### How to complete this task
Using the word "overrides" as the filter, copy each matching line from the records.

### Source information
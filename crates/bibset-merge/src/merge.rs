//! The merge orchestrator and its entry points.
//!
//! [`merge`] is the core: explicit options, pure, infallible. The other
//! entry points layer the configuration store on top: the operator-style
//! [`merge_with_defaults`] reads both options from a caller-supplied
//! [`ConfigStore`], and the named-parameter [`merge_with`] installs a
//! scoped override first and restores the previous defaults on every exit
//! path.

use bibset_config::{ConfigStore, MergeOptions, OptionsOverride};
use bibset_types::{Collection, Record};
use tracing::{debug, info};

use crate::attrs::merge_attributes;
use crate::detect::find_duplicates;
use crate::error::MergeResult;
use crate::report::MergeReport;
use crate::uniquify::uniquify_keys;

/// The result of a merge: the combined collection and an advisory report.
#[derive(Clone, Debug, PartialEq, Eq)]
pub struct Merged {
    /// The merged collection.
    pub collection: Collection,
    /// What was dropped from the second collection.
    pub report: MergeReport,
}

/// Merge `second` into `first` under the given options.
///
/// Records of `first` always win: a record in `second` judged equivalent
/// to one in `first` is dropped, never reconciled field by field. The
/// surviving records keep their order, `first`'s before `second`'s, and
/// come out with pairwise-distinct keys. Collection-level attributes are
/// combined as an order-preserving union.
///
/// When every record of a non-empty `second` is a duplicate, `first` is
/// returned unchanged — `second`'s attributes are discarded along with
/// its records. Inputs are never mutated.
pub fn merge(first: &Collection, second: &Collection, options: &MergeOptions) -> Merged {
    let mut report = MergeReport::Clean;
    let mut survivors: Vec<Record> = first.records().to_vec();

    if options.whole_record() {
        debug!("whole-record de-duplication over concatenated collections");
        survivors.extend(second.records().iter().cloned());
        survivors = dedup_whole_records(survivors);
    } else if !options.detection_disabled() {
        let duplicates = find_duplicates(
            first,
            second,
            &options.fields_to_check,
            options.ignore_case,
        );
        debug!(
            found = duplicates.len(),
            of = second.len(),
            "duplicate detection complete"
        );

        if !second.is_empty() && duplicates.len() == second.len() {
            info!("{}", MergeReport::AllDuplicates);
            return Merged {
                collection: first.clone(),
                report: MergeReport::AllDuplicates,
            };
        }

        if !duplicates.is_empty() {
            report = MergeReport::DuplicatesAt(duplicates.iter().map(|p| p + 1).collect());
            info!("{report}");
        }
        survivors.extend(
            second
                .records()
                .iter()
                .enumerate()
                .filter(|(pos, _)| !duplicates.contains(pos))
                .map(|(_, rec)| rec.clone()),
        );
    } else {
        debug!("duplicate detection disabled, concatenating");
        survivors.extend(second.records().iter().cloned());
    }

    let records = uniquify_keys(survivors);
    let attributes = merge_attributes(first.attributes(), second.attributes());

    Merged {
        collection: Collection::with_attributes(records, attributes),
        report,
    }
}

/// Operator-style entry point: both options come from the store.
pub fn merge_with_defaults(
    first: &Collection,
    second: &Collection,
    store: &ConfigStore,
) -> MergeResult<Merged> {
    let options = store.get()?;
    Ok(merge(first, second, &options))
}

/// Named-parameter entry point: override the store's defaults for the
/// duration of this call.
///
/// The previous defaults are restored before returning, on every exit
/// path including panics.
pub fn merge_with(
    first: &Collection,
    second: &Collection,
    store: &ConfigStore,
    overrides: OptionsOverride,
) -> MergeResult<Merged> {
    let _guard = store.scoped(overrides)?;
    let options = store.get()?;
    Ok(merge(first, second, &options))
}

/// Remove exact whole-record duplicates, keeping first occurrences.
fn dedup_whole_records(records: Vec<Record>) -> Vec<Record> {
    let mut out: Vec<Record> = Vec::with_capacity(records.len());
    for record in records {
        if !out.contains(&record) {
            out.push(record);
        }
    }
    out
}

### Output of the exercise
    overrides: OptionsOverride,
    let _guard = store.scoped(overrides)?;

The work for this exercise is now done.